The queen’s visit, highlighted by a dinner with President Ronald Reagan at the de Young Museum, was so high-profile that even Chronicle columnist Herb Caen failed in his attempts to crash the party. (He got a good column out of the embarrassment.) San Francisco received rave reviews for its elegance, and Queen Elizabeth showed a sense of humor.
“I knew before we came that we have exported many of our traditions to the United States. I had not realized before that weather was one of them,” she quipped to Reagan.
The pope’s visit was memorable for a huge mass at Candlestick Park, and his encounter at Mission Dolores Basilica with 4-year-old AIDS sufferer Brendan O’Rourke.
“Hi. Viva Papa,” the youngster said to the pope, touching the pontiff’s ear as he passed by.
“The pope reacted to Brendan’s gesture with one hug, then another,” The Chronicle reported. “The boy, wearing a navy blue blazer, tie and striped pants, smiled, wiggled and turned shyly toward his father.”

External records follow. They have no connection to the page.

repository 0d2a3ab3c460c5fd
//! Bounded queries over a version pool
//!
//! A [`VersionRange`] is a pair of optional, inclusive or exclusive bounds.
//! [`BoundedVersionSet`] answers "which versions of this pool fall inside
//! these bounds under this snapshot policy" without re-sorting the pool.
//! A range whose lower bound lies above its upper bound simply matches
//! nothing.

use std::cmp::Ordering;
use std::fmt;

use serde::Serialize;

use crate::version::comparator::VersionComparator;
use crate::version::types::{Version, VersionPool};

/// One end of a range
#[derive(Debug, Clone, PartialEq, Eq, Serialize)]
#[serde(tag = "kind", content = "version", rename_all = "camelCase")]
pub enum Bound {
    Unbounded,
    Inclusive(Version),
    Exclusive(Version),
}

impl Bound {
    /// Build a bound from an optional value and an inclusivity flag
    pub fn new(value: Option<Version>, inclusive: bool) -> Self {
        match value {
            None => Bound::Unbounded,
            Some(v) if inclusive => Bound::Inclusive(v),
            Some(v) => Bound::Exclusive(v),
        }
    }

    pub fn value(&self) -> Option<&Version> {
        match self {
            Bound::Unbounded => None,
            Bound::Inclusive(v) | Bound::Exclusive(v) => Some(v),
        }
    }

    pub fn is_inclusive(&self) -> bool {
        matches!(self, Bound::Inclusive(_))
    }
}

#[derive(Debug, Clone, PartialEq, Eq, Serialize)]
pub struct VersionRange {
    pub lower: Bound,
    pub upper: Bound,
}

impl VersionRange {
    pub fn new(lower: Bound, upper: Bound) -> Self {
        Self { lower, upper }
    }

    /// Range from the flat `(lower, upper, include_lower, include_upper)` form
    pub fn between(
        lower: Option<Version>,
        upper: Option<Version>,
        include_lower: bool,
        include_upper: bool,
    ) -> Self {
        Self {
            lower: Bound::new(lower, include_lower),
            upper: Bound::new(upper, include_upper),
        }
    }

    pub fn unbounded() -> Self {
        Self::new(Bound::Unbounded, Bound::Unbounded)
    }

    /// `[version,version]`
    pub fn exact(version: Version) -> Self {
        Self::new(Bound::Inclusive(version.clone()), Bound::Inclusive(version))
    }

    /// Check a version against both bounds, ignoring snapshot policy
    pub fn check(&self, version: &Version, comparator: &dyn VersionComparator) -> Verdict {
        let below_lower = match &self.lower {
            Bound::Unbounded => false,
            Bound::Inclusive(lower) => comparator.compare(version, lower) == Ordering::Less,
            Bound::Exclusive(lower) => comparator.compare(version, lower) != Ordering::Greater,
        };
        if below_lower {
            return Verdict::BelowLower;
        }

        let above_upper = match &self.upper {
            Bound::Unbounded => false,
            Bound::Inclusive(upper) => comparator.compare(version, upper) == Ordering::Greater,
            Bound::Exclusive(upper) => comparator.compare(version, upper) != Ordering::Less,
        };
        if above_upper {
            return Verdict::AboveUpper;
        }

        Verdict::Accepted
    }

    pub fn contains(&self, version: &Version, comparator: &dyn VersionComparator) -> bool {
        self.check(version, comparator) == Verdict::Accepted
    }
}

impl fmt::Display for VersionRange {
    fn fmt(&self, f: &mut fmt::Formatter<'_>) -> fmt::Result {
        let open = if self.lower.is_inclusive() { '[' } else { '(' };
        let close = if self.upper.is_inclusive() { ']' } else { ')' };
        let lower = self.lower.value().map(Version::as_str).unwrap_or("");
        let upper = self.upper.value().map(Version::as_str).unwrap_or("");
        write!(f, "{}{},{}{}", open, lower, upper, close)
    }
}

/// Why a version was kept or dropped by a query
#[derive(Debug, Clone, Copy, PartialEq, Eq, Serialize)]
#[serde(rename_all = "camelCase")]
pub enum Verdict {
    Accepted,
    /// Dropped because snapshots are excluded
    Snapshot,
    BelowLower,
    AboveUpper,
}

/// Decision trace entry for one pool version
#[derive(Debug, Clone, PartialEq, Eq, Serialize)]
pub struct Decision {
    pub version: Version,
    pub verdict: Verdict,
}

/// Read-only view of a pool under one comparator
#[derive(Clone, Copy)]
pub struct BoundedVersionSet<'a> {
    pool: &'a VersionPool,
    comparator: &'a dyn VersionComparator,
}

impl<'a> BoundedVersionSet<'a> {
    pub fn new(pool: &'a VersionPool, comparator: &'a dyn VersionComparator) -> Self {
        Self { pool, comparator }
    }

    fn verdict(&self, version: &Version, range: &VersionRange, include_snapshots: bool) -> Verdict {
        match range.check(version, self.comparator) {
            Verdict::Accepted if !include_snapshots && self.comparator.is_snapshot(version) => {
                Verdict::Snapshot
            }
            verdict => verdict,
        }
    }

    fn accepts(&self, version: &Version, range: &VersionRange, include_snapshots: bool) -> bool {
        self.verdict(version, range, include_snapshots) == Verdict::Accepted
    }

    /// All versions inside the range, ascending
    pub fn versions_in_bounds(&self, range: &VersionRange, include_snapshots: bool) -> Vec<Version> {
        self.pool
            .iter()
            .filter(|v| self.accepts(v, range, include_snapshots))
            .cloned()
            .collect()
    }

    /// Newest version inside the range, scanning from the top of the pool
    pub fn newest(&self, range: &VersionRange, include_snapshots: bool) -> Option<&'a Version> {
        self.pool
            .as_slice()
            .iter()
            .rev()
            .find(|v| self.accepts(v, range, include_snapshots))
    }

    /// Oldest version inside the range, scanning from the bottom of the pool
    pub fn oldest(&self, range: &VersionRange, include_snapshots: bool) -> Option<&'a Version> {
        self.pool
            .as_slice()
            .iter()
            .find(|v| self.accepts(v, range, include_snapshots))
    }

    /// Newest version accepted by any of the ranges
    pub fn newest_in_any(
        &self,
        ranges: &[VersionRange],
        include_snapshots: bool,
    ) -> Option<&'a Version> {
        self.pool
            .as_slice()
            .iter()
            .rev()
            .find(|v| ranges.iter().any(|r| self.accepts(v, r, include_snapshots)))
    }

    /// Per-version trace of what the query kept and why the rest was dropped
    pub fn explain(&self, range: &VersionRange, include_snapshots: bool) -> Vec<Decision> {
        self.pool
            .iter()
            .map(|v| Decision {
                version: v.clone(),
                verdict: self.verdict(v, range, include_snapshots),
            })
            .collect()
    }
}
#![allow(dead_code)]

pub mod provider;

pub use provider::*;
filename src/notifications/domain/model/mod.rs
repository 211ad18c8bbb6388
pub mod commands;
pub mod entities;
pub mod enums;
pub mod events;
pub mod queries;
pub mod value_objects;
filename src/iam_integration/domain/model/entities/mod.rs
pub mod principal;
use rust_decimal::Decimal;

use crate::budgeting::domain::model::entities::budget_line::BudgetLine;

/// Lines of one event with totals derived on read.
#[derive(Clone, Debug, Eq, PartialEq)]
pub struct BudgetSummary {
    lines: Vec<BudgetLine>,
    requested_total: Decimal,
    sponsor_total: Decimal,
}

impl BudgetSummary {
    pub fn from_lines(lines: Vec<BudgetLine>) -> Self {
        let requested_total = lines.iter().map(|l| l.amount().value()).sum();
        let sponsor_total = lines.iter().map(|l| l.sponsor_contribution().value()).sum();

        Self {
            lines,
            requested_total,
            sponsor_total,
        }
    }

    pub fn lines(&self) -> &[BudgetLine] {
        &self.lines
    }

    pub fn requested_total(&self) -> Decimal {
        self.requested_total
    }

    pub fn sponsor_total(&self) -> Decimal {
        self.sponsor_total
    }

    pub fn net_requested(&self) -> Decimal {
        self.requested_total - self.sponsor_total
    }
}
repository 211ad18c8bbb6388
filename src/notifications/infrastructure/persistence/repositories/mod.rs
pub mod inbox_repository;
pub mod notification_delivery_repository;
pub mod postgres;
pub mod approval_command_service;
pub mod approval_query_service;
use async_trait::async_trait;
use chrono::{DateTime, Utc};
use rust_decimal::Decimal;
use sqlx::{PgPool, Row};
use uuid::Uuid;

use crate::{
    budgeting::domain::model::value_objects::budget_amount::BudgetAmount,
    event_management::domain::model::enums::event_status::EventStatus,
    iam_integration::domain::model::value_objects::principal_id::PrincipalId,
    shared::domain::model::enums::workflow_domain_error::WorkflowDomainError,
    venue_gate::{
        domain::model::entities::expense::Expense,
        infrastructure::persistence::repositories::expense_repository::{
            ExpenseRepository, ExpenseWriteOutcome,
        },
    },
};

pub struct SqlxExpenseRepositoryImpl {
    pool: PgPool,
}

impl SqlxExpenseRepositoryImpl {
    pub fn new(pool: PgPool) -> Self {
        Self { pool }
    }

    fn row_to_entity(row: sqlx::postgres::PgRow) -> Result<Expense, WorkflowDomainError> {
        let amount: Decimal = row.try_get("amount")?;
        let added_by: Uuid = row.try_get("added_by")?;
        let created_at: DateTime<Utc> = row.try_get("created_at")?;

        Ok(Expense::restore(
            row.try_get("id")?,
            row.try_get("event_id")?,
            row.try_get("category_id")?,
            row.try_get("item_name")?,
            BudgetAmount::new(amount, "stored amount")
                .map_err(|e| WorkflowDomainError::SystemFailure(e.to_string()))?,
            PrincipalId::from_uuid(added_by),
            created_at,
        ))
    }
}

#[async_trait]
impl ExpenseRepository for SqlxExpenseRepositoryImpl {
    async fn insert_while_approved(
        &self,
        expense: &Expense,
    ) -> Result<ExpenseWriteOutcome, WorkflowDomainError> {
        let statement = r#"
            INSERT INTO expenses (id, event_id, category_id, item_name, amount, added_by, created_at)
            SELECT $1, e.id, $3, $4, $5, $6, $7
            FROM events e
            WHERE e.id = $2 AND e.status = $8
        "#;

        let inserted = sqlx::query(statement)
            .bind(expense.id())
            .bind(expense.event_id())
            .bind(expense.category_id())
            .bind(expense.item_name())
            .bind(expense.amount().value())
            .bind(expense.added_by().value())
            .bind(expense.created_at())
            .bind(EventStatus::Approved.as_str())
            .execute(&self.pool)
            .await?;

        if inserted.rows_affected() == 0 {
            Ok(ExpenseWriteOutcome::EventNotApproved)
        } else {
            Ok(ExpenseWriteOutcome::Applied)
        }
    }

    async fn list_by_event(&self, event_id: Uuid) -> Result<Vec<Expense>, WorkflowDomainError> {
        let statement = r#"
            SELECT id, event_id, category_id, item_name, amount, added_by, created_at
            FROM expenses
            WHERE event_id = $1
            ORDER BY created_at, id
        "#;

        let rows = sqlx::query(statement)
            .bind(event_id)
            .fetch_all(&self.pool)
            .await?;

        rows.into_iter().map(Self::row_to_entity).collect()
    }
}
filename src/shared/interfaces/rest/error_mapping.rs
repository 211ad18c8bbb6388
use axum::{Json, http::StatusCode};
use validator::ValidationErrors;

use crate::shared::{
    domain::model::enums::workflow_domain_error::WorkflowDomainError,
    interfaces::rest::resources::error_response_resource::ErrorResponseResource,
};

pub type RestError = (StatusCode, Json<ErrorResponseResource>);

pub fn map_domain_error(error: WorkflowDomainError) -> RestError {
    let status = match error {
        WorkflowDomainError::Unauthorized(_) => StatusCode::FORBIDDEN,
        WorkflowDomainError::InvalidInput(_) => StatusCode::BAD_REQUEST,
        WorkflowDomainError::NotFound(_) => StatusCode::NOT_FOUND,
        WorkflowDomainError::InvalidState(_) | WorkflowDomainError::AlreadyDecided => {
            StatusCode::CONFLICT
        }
        WorkflowDomainError::SystemFailure(_) => StatusCode::SERVICE_UNAVAILABLE,
    };

    if status == StatusCode::SERVICE_UNAVAILABLE {
        tracing::error!(error = %error, "request failed with system failure");
    }

    (
        status,
        Json(ErrorResponseResource {
            code: error.code().to_string(),
            message: error.to_string(),
        }),
    )
}

pub fn map_validation_error(error: ValidationErrors) -> RestError {
    map_domain_error(WorkflowDomainError::InvalidInput(error.to_string()))
}
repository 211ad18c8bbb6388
#[derive(Clone, Copy, Debug, Eq, PartialEq)]
pub enum PermissionEffect {
    Allow,
    Deny,
}

impl PermissionEffect {
    pub fn as_str(&self) -> &'static str {
        match self {
            Self::Allow => "allow",
            Self::Deny => "deny",
        }
    }

    pub fn is_allow(&self) -> bool {
        matches!(self, Self::Allow)
    }
}
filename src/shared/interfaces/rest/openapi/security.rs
use utoipa::{
    Modify,
    openapi::{
        OpenApi,
        security::{ApiKey, ApiKeyValue, SecurityScheme},
    },
};

pub const PRINCIPAL_HEADER: &str = "x-principal-id";
pub const REQUEST_ID_HEADER: &str = "x-request-id";

pub struct PrincipalHeaderSecurityAddon;

impl Modify for PrincipalHeaderSecurityAddon {
    fn modify(&self, openapi: &mut OpenApi) {
        let components = openapi.components.get_or_insert_with(Default::default);
        components.add_security_scheme(
            "principalHeader",
            SecurityScheme::ApiKey(ApiKey::Header(ApiKeyValue::with_description(
                PRINCIPAL_HEADER,
                "Principal id verified by the upstream gateway",
            ))),
        );
    }
}
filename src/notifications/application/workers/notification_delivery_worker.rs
use std::sync::Arc;

use tokio::{sync::mpsc, task::JoinHandle};

use crate::{
    iam_integration::{
        domain::model::{
            enums::principal_role::PrincipalRole, value_objects::principal_id::PrincipalId,
        },
        infrastructure::persistence::repositories::principal_directory_repository::PrincipalDirectoryRepository,
    },
    notifications::{
        domain::{
            model::{
                events::workflow_outcome::WorkflowOutcome,
                value_objects::notification_intent::NotificationIntent,
            },
            services::notification_dispatcher::NotificationDispatcher,
        },
        infrastructure::persistence::repositories::notification_delivery_repository::NotificationDeliveryRepository,
    },
    shared::{
        application::retry_policy::RetryPolicy,
        domain::model::enums::workflow_domain_error::WorkflowDomainError,
    },
};

/// Drains queued outcomes in FIFO order. Each outcome is expanded into
/// intents, then every intent is retried under the policy and finally logged
/// and dropped.
pub struct NotificationDeliveryWorker {
    receiver: mpsc::Receiver<WorkflowOutcome>,
    directory_repository: Arc<dyn PrincipalDirectoryRepository>,
    delivery_repository: Arc<dyn NotificationDeliveryRepository>,
    retry_policy: RetryPolicy,
}

impl NotificationDeliveryWorker {
    pub fn new(
        receiver: mpsc::Receiver<WorkflowOutcome>,
        directory_repository: Arc<dyn PrincipalDirectoryRepository>,
        delivery_repository: Arc<dyn NotificationDeliveryRepository>,
        retry_policy: RetryPolicy,
    ) -> Self {
        Self {
            receiver,
            directory_repository,
            delivery_repository,
            retry_policy,
        }
    }

    pub fn spawn(self) -> JoinHandle<()> {
        tokio::spawn(self.run())
    }

    pub async fn run(mut self) {
        while let Some(outcome) = self.receiver.recv().await {
            self.process(&outcome).await;
        }
        tracing::info!("notification outbox closed, delivery worker stopping");
    }

    /// Returns how many intents were delivered.
    pub async fn process(&self, outcome: &WorkflowOutcome) -> usize {
        let finance_recipients = if outcome.notifies_finance() {
            match self.finance_recipients().await {
                Ok(recipients) => recipients,
                Err(error) => {
                    tracing::warn!(
                        event_id = %outcome.subject().event_id,
                        template = %outcome.template_key(),
                        error = %error,
                        "could not resolve finance recipients, dropping outcome"
                    );
                    return 0;
                }
            }
        } else {
            Vec::new()
        };

        let mut delivered = 0;
        for intent in NotificationDispatcher::dispatch(outcome, &finance_recipients) {
            if self.deliver(&intent).await {
                delivered += 1;
            }
        }
        delivered
    }

    pub async fn deliver(&self, intent: &NotificationIntent) -> bool {
        let result = self
            .retry_policy
            .run("notification_delivery.deliver", || {
                self.delivery_repository.deliver(intent)
            })
            .await;

        match result {
            Ok(()) => {
                tracing::debug!(
                    notification_id = %intent.id(),
                    recipient_id = %intent.recipient_id(),
                    template = %intent.template_key(),
                    "notification delivered"
                );
                true
            }
            Err(error) => {
                tracing::error!(
                    notification_id = %intent.id(),
                    recipient_id = %intent.recipient_id(),
                    template = %intent.template_key(),
                    attempts = self.retry_policy.max_attempts(),
                    error = %error,
                    "giving up on notification delivery"
                );
                false
            }
        }
    }

    async fn finance_recipients(&self) -> Result<Vec<PrincipalId>, WorkflowDomainError> {
        let entries = self
            .retry_policy
            .run("principal_directory.find_active_by_role", || {
                self.directory_repository
                    .find_active_by_role(PrincipalRole::FinanceTeam)
            })
            .await?;

        Ok(entries.into_iter().map(|e| e.principal.id()).collect())
    }
}
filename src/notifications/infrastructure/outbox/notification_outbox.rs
use thiserror::Error;

use crate::notifications::domain::model::events::workflow_outcome::WorkflowOutcome;

#[derive(Debug, Error, Eq, PartialEq)]
pub enum NotificationOutboxError {
    #[error("notification queue is full")]
    Full,

    #[error("notification queue is closed")]
    Closed,
}

pub trait NotificationOutbox: Send + Sync {
    fn enqueue(&self, outcome: WorkflowOutcome) -> Result<(), NotificationOutboxError>;
}
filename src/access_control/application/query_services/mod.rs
pub mod access_control_query_service_impl;
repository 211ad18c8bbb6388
use std::time::Duration;

use event_budget_workflow::{
    budgeting::domain::{
        model::{
            entities::budget_category::BudgetCategory,
            value_objects::budget_line_draft::BudgetLineDraft,
        },
        services::budget_category_catalog::BudgetCategoryCatalog,
    },
    event_management::domain::model::commands::create_event_command::CreateEventCommand,
    iam_integration::domain::model::{
        entities::principal::Principal, enums::principal_role::PrincipalRole,
        value_objects::principal_id::PrincipalId,
    },
    shared::application::retry_policy::RetryPolicy,
    venue_gate::domain::model::entities::venue::Venue,
};
use rust_decimal::Decimal;
use uuid::Uuid;

pub const ADMIN_ID: &str = "0190a001-0000-7000-8000-000000000001";
pub const EVENT_LEAD_ID: &str = "0190a001-0000-7000-8000-000000000002";
pub const WORKSHOP_LEAD_ID: &str = "0190a001-0000-7000-8000-000000000003";
pub const FINANCE_ID: &str = "0190a001-0000-7000-8000-000000000004";
pub const SECOND_FINANCE_ID: &str = "0190a001-0000-7000-8000-000000000005";
pub const RETIRED_FINANCE_ID: &str = "0190a001-0000-7000-8000-000000000006";
pub const FACILITIES_ID: &str = "0190a001-0000-7000-8000-000000000007";
pub const COORDINATOR_ID: &str = "0190a001-0000-7000-8000-000000000008";
pub const OTHER_COORDINATOR_ID: &str = "0190a001-0000-7000-8000-000000000009";

pub const PRIZE_MONEY_ID: &str = "0190a000-0000-7000-8000-000000000001";
pub const FACILITIES_CATEGORY_ID: &str = "0190a000-0000-7000-8000-000000000002";
pub const EQUIPMENT_ID: &str = "0190a000-0000-7000-8000-000000000003";
pub const REFRESHMENTS_ID: &str = "0190a000-0000-7000-8000-000000000004";
pub const MARKETING_ID: &str = "0190a000-0000-7000-8000-000000000005";
pub const MISCELLANEOUS_ID: &str = "0190a000-0000-7000-8000-000000000006";

pub const AUDITORIUM_ID: &str = "0190a002-0000-7000-8000-000000000001";
pub const SEMINAR_ROOM_ID: &str = "0190a002-0000-7000-8000-000000000002";
pub const CLOSED_HALL_ID: &str = "0190a002-0000-7000-8000-000000000003";

pub fn uuid(raw: &str) -> Uuid {
    Uuid::parse_str(raw).expect("valid fixture uuid")
}

pub fn principal(raw_id: &str, role: PrincipalRole) -> Principal {
    Principal::new(
        PrincipalId::new(raw_id).expect("valid principal id"),
        role,
    )
}

pub fn admin() -> Principal {
    principal(ADMIN_ID, PrincipalRole::Administrator)
}

pub fn event_lead() -> Principal {
    principal(EVENT_LEAD_ID, PrincipalRole::EventTeamLead)
}

pub fn workshop_lead() -> Principal {
    principal(WORKSHOP_LEAD_ID, PrincipalRole::WorkshopTeamLead)
}

pub fn finance() -> Principal {
    principal(FINANCE_ID, PrincipalRole::FinanceTeam)
}

pub fn second_finance() -> Principal {
    principal(SECOND_FINANCE_ID, PrincipalRole::FinanceTeam)
}

pub fn retired_finance() -> Principal {
    principal(RETIRED_FINANCE_ID, PrincipalRole::FinanceTeam)
}

pub fn facilities() -> Principal {
    principal(FACILITIES_ID, PrincipalRole::FacilitiesTeam)
}

pub fn coordinator() -> Principal {
    principal(COORDINATOR_ID, PrincipalRole::EventCoordinator)
}

pub fn other_coordinator() -> Principal {
    principal(OTHER_COORDINATOR_ID, PrincipalRole::WorkshopCoordinator)
}

pub fn fast_retry_policy() -> RetryPolicy {
    RetryPolicy::new(
        3,
        Duration::from_millis(1),
        Duration::from_millis(4),
        Duration::from_millis(200),
    )
}

pub fn category_catalog() -> BudgetCategoryCatalog {
    // Listed out of order on purpose; the catalog sorts by display order.
    BudgetCategoryCatalog::new(vec![
        category(MISCELLANEOUS_ID, "Miscellaneous", 6),
        category(PRIZE_MONEY_ID, "Prize Money", 1),
        category(REFRESHMENTS_ID, "Refreshments", 4),
        category(FACILITIES_CATEGORY_ID, "Facilities", 2),
        category(MARKETING_ID, "Marketing", 5),
        category(EQUIPMENT_ID, "Equipment", 3),
    ])
}

fn category(raw_id: &str, name: &str, display_order: i32) -> BudgetCategory {
    BudgetCategory::new(uuid(raw_id), name.to_string(), None, display_order)
}

pub fn venues() -> Vec<Venue> {
    vec![
        Venue::new(uuid(AUDITORIUM_ID), "Main Auditorium".to_string(), Some(500), true),
        Venue::new(uuid(SEMINAR_ROOM_ID), "Seminar Room".to_string(), Some(40), true),
        Venue::new(uuid(CLOSED_HALL_ID), "Old Hall".to_string(), None, false),
    ]
}

pub fn create_event_command(creator: Principal, coordinator_id: Option<&str>) -> CreateEventCommand {
    CreateEventCommand::new(
        creator,
        "Robotics Hackathon".to_string(),
        "technical",
        Some("Two day build sprint".to_string()),
        Some(120),
        Some("2026-11-20T09:00:00Z"),
        coordinator_id,
    )
    .expect("valid create event command")
}

pub fn line(raw_category_id: &str, amount: Decimal, sponsor: Option<Decimal>) -> BudgetLineDraft {
    BudgetLineDraft::new(uuid(raw_category_id), amount, sponsor, None)
        .expect("valid budget line draft")
}
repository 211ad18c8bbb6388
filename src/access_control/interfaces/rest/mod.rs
pub mod controllers;
pub mod resources;
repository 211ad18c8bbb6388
use crate::shared::domain::model::enums::workflow_domain_error::WorkflowDomainError;

#[derive(Clone, Debug, Eq, PartialEq)]
pub struct DecisionRemarks(String);

impl DecisionRemarks {
    pub const MAX_LENGTH: usize = 2000;

    pub fn new(value: String) -> Result<Self, WorkflowDomainError> {
        let trimmed = value.trim();

        if trimmed.is_empty() {
            return Err(WorkflowDomainError::InvalidInput(
                "remarks are required for a budget decision".to_string(),
            ));
        }
        if trimmed.chars().count() > Self::MAX_LENGTH {
            return Err(WorkflowDomainError::InvalidInput(format!(
                "remarks must be at most {} characters",
                Self::MAX_LENGTH
            )));
        }

        Ok(Self(trimmed.to_string()))
    }

    pub fn value(&self) -> &str {
        &self.0
    }
}
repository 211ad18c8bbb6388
use uuid::Uuid;

use crate::iam_integration::domain::model::value_objects::principal_id::PrincipalId;

#[derive(Clone, Copy, Debug, Eq, PartialEq)]
pub struct ResourceOwnership {
    resource_id: Uuid,
    creator_id: PrincipalId,
    coordinator_id: Option<PrincipalId>,
}

impl ResourceOwnership {
    pub fn new(
        resource_id: Uuid,
        creator_id: PrincipalId,
        coordinator_id: Option<PrincipalId>,
    ) -> Self {
        Self {
            resource_id,
            creator_id,
            coordinator_id,
        }
    }

    pub fn resource_id(&self) -> Uuid {
        self.resource_id
    }

    pub fn creator_id(&self) -> PrincipalId {
        self.creator_id
    }

    pub fn coordinator_id(&self) -> Option<PrincipalId> {
        self.coordinator_id
    }

    pub fn is_created_by(&self, principal_id: PrincipalId) -> bool {
        self.creator_id == principal_id
    }

    pub fn is_coordinated_by(&self, principal_id: PrincipalId) -> bool {
        self.coordinator_id == Some(principal_id)
    }
}
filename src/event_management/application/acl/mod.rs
pub mod event_registry_facade_impl;
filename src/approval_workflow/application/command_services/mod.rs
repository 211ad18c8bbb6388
pub mod approval_command_service_impl;
pub mod event_query_service_impl;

It was another unforgettable moment. But there were grumblings behind the scenes indicating that San Francisco’s time as an enthusiastic host to dignitaries might be coming to an end.
More than 7,000 protesters arrived in Golden Gate Park for the queen’s visit in 1983. A crowd many times that size protested the pope in 1987. Presidents started visiting the city not in convertibles during the day, but only for private fundraisers under the cover of night. The city’s new progressive spirit, which has made it a leader in social causes, has made it less hospitable to the types of dignitaries who once would have been met with uninterrupted cheers.
San Francisco has developed a knack for growing its own heroes as well, or limiting celebrations to the highest-paying customers.
As exciting as a visit from the Dalai Lama is in 2015, no one is likely to notice it if Madison Bumgarner or Buster Posey happens to be marching in a World Championship parade that day. If Harry Houdini came to San Francisco in 2015, no doubt he would be playing exclusively for some nonplussed conventioneers under the Oracle Open World tent.
And can you imagine the most popular entertainers of our time — Taylor Swift or Brad Pitt or even the cast of “Dancing with the Stars” — going to a random pier in San Francisco and performing for free?
But it’s still a great city, and we have our memories. We also have articles like this, from Lindbergh’s 1927 visit:
“The Civic Center was a pin cushion of people. Here and there a shriek of a woman or cry of a child rose above the conglomerate sea of noises. How many scores of thousands were there may never be estimated. There never were that many there before.
“There may never be that many there again.”
Chronicle librarian Bill Van Niekerken contributed to the research of this chapter.